Assignment - Scan the data, and whenever a line contains "TypeId", copy it.

---

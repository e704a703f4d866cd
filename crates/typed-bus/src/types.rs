//! # Message Type Registry
//!
//! A closed, explicit universe of message types. Each type is registered
//! with a zero-argument factory so the dispatcher can build an empty
//! instance of a type it only knows by identifier, then fill it with
//! `decode`.

use std::any::{type_name, TypeId};
use std::collections::HashMap;
use std::fmt;
use std::sync::Arc;

use parking_lot::RwLock;
use tracing::debug;

use crate::codec::{ErasedMessage, Message};
use crate::error::TypeRegistryError;

type Factory = Arc<dyn Fn() -> Box<dyn ErasedMessage> + Send + Sync>;

/// Everything the dispatcher needs to rebuild one message type.
#[derive(Clone)]
pub struct TypeDescriptor {
    identifier: &'static str,
    rust_type: TypeId,
    rust_name: &'static str,
    factory: Factory,
}

impl TypeDescriptor {
    fn of<T: Message>(factory: fn() -> T) -> Self {
        Self {
            identifier: T::MESSAGE_TYPE,
            rust_type: TypeId::of::<T>(),
            rust_name: type_name::<T>(),
            factory: Arc::new(move || Box::new(factory()) as Box<dyn ErasedMessage>),
        }
    }

    pub fn identifier(&self) -> &'static str {
        self.identifier
    }

    pub fn rust_type(&self) -> TypeId {
        self.rust_type
    }

    pub fn rust_name(&self) -> &'static str {
        self.rust_name
    }

    /// Build an empty instance through the registered factory.
    ///
    /// Field values are expected to come from a subsequent `decode`.
    #[must_use]
    pub fn instantiate_empty(&self) -> Box<dyn ErasedMessage> {
        (self.factory)()
    }
}

impl fmt::Debug for TypeDescriptor {
    fn fmt(&self, f: &mut fmt::Formatter<'_>) -> fmt::Result {
        f.debug_struct("TypeDescriptor")
            .field("identifier", &self.identifier)
            .field("rust_name", &self.rust_name)
            .finish()
    }
}

/// Identifier → descriptor table shared by every dispatcher of a bus.
#[derive(Default)]
pub struct TypeRegistry {
    types: RwLock<HashMap<&'static str, TypeDescriptor>>,
}

impl TypeRegistry {
    #[must_use]
    pub fn new() -> Self {
        Self::default()
    }

    /// Register `T`, building empty instances with `T::default()`.
    ///
    /// # Errors
    ///
    /// See [`register_with`](Self::register_with).
    pub fn register<T: Message + Default>(&self) -> Result<(), TypeRegistryError> {
        self.register_with::<T>(T::default)
    }

    /// Register `T` with an explicit factory for empty instances.
    ///
    /// Registering the same Rust type again replaces its factory.
    ///
    /// # Errors
    ///
    /// - `TypeRegistryError::EmptyIdentifier` - `T::MESSAGE_TYPE` is empty
    /// - `TypeRegistryError::TypeConflict` - a different type already owns
    ///   the identifier
    pub fn register_with<T: Message>(&self, factory: fn() -> T) -> Result<(), TypeRegistryError> {
        if T::MESSAGE_TYPE.is_empty() {
            return Err(TypeRegistryError::EmptyIdentifier);
        }

        let descriptor = TypeDescriptor::of::<T>(factory);
        let mut types = self.types.write();
        if let Some(existing) = types.get(T::MESSAGE_TYPE) {
            if existing.rust_type != descriptor.rust_type {
                return Err(TypeRegistryError::TypeConflict {
                    identifier: T::MESSAGE_TYPE.to_string(),
                    existing: existing.rust_name,
                    attempted: descriptor.rust_name,
                });
            }
        }

        debug!(
            message_type = T::MESSAGE_TYPE,
            rust_type = descriptor.rust_name,
            "Message type registered"
        );
        types.insert(T::MESSAGE_TYPE, descriptor);
        Ok(())
    }

    /// Look up the descriptor for a received identifier.
    ///
    /// # Errors
    ///
    /// `TypeRegistryError::UnknownType` if nothing is registered under it.
    pub fn resolve(&self, identifier: &str) -> Result<TypeDescriptor, TypeRegistryError> {
        self.types
            .read()
            .get(identifier)
            .cloned()
            .ok_or_else(|| TypeRegistryError::UnknownType(identifier.to_string()))
    }

    pub fn contains(&self, identifier: &str) -> bool {
        self.types.read().contains_key(identifier)
    }

    /// Registered identifiers, sorted.
    pub fn identifiers(&self) -> Vec<&'static str> {
        let mut ids: Vec<_> = self.types.read().keys().copied().collect();
        ids.sort_unstable();
        ids
    }

    pub fn len(&self) -> usize {
        self.types.read().len()
    }

    pub fn is_empty(&self) -> bool {
        self.types.read().is_empty()
    }
}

---

Response -
use std::any::{type_name, TypeId};
    rust_type: TypeId,
            rust_type: TypeId::of::<T>(),
    pub fn rust_type(&self) -> TypeId {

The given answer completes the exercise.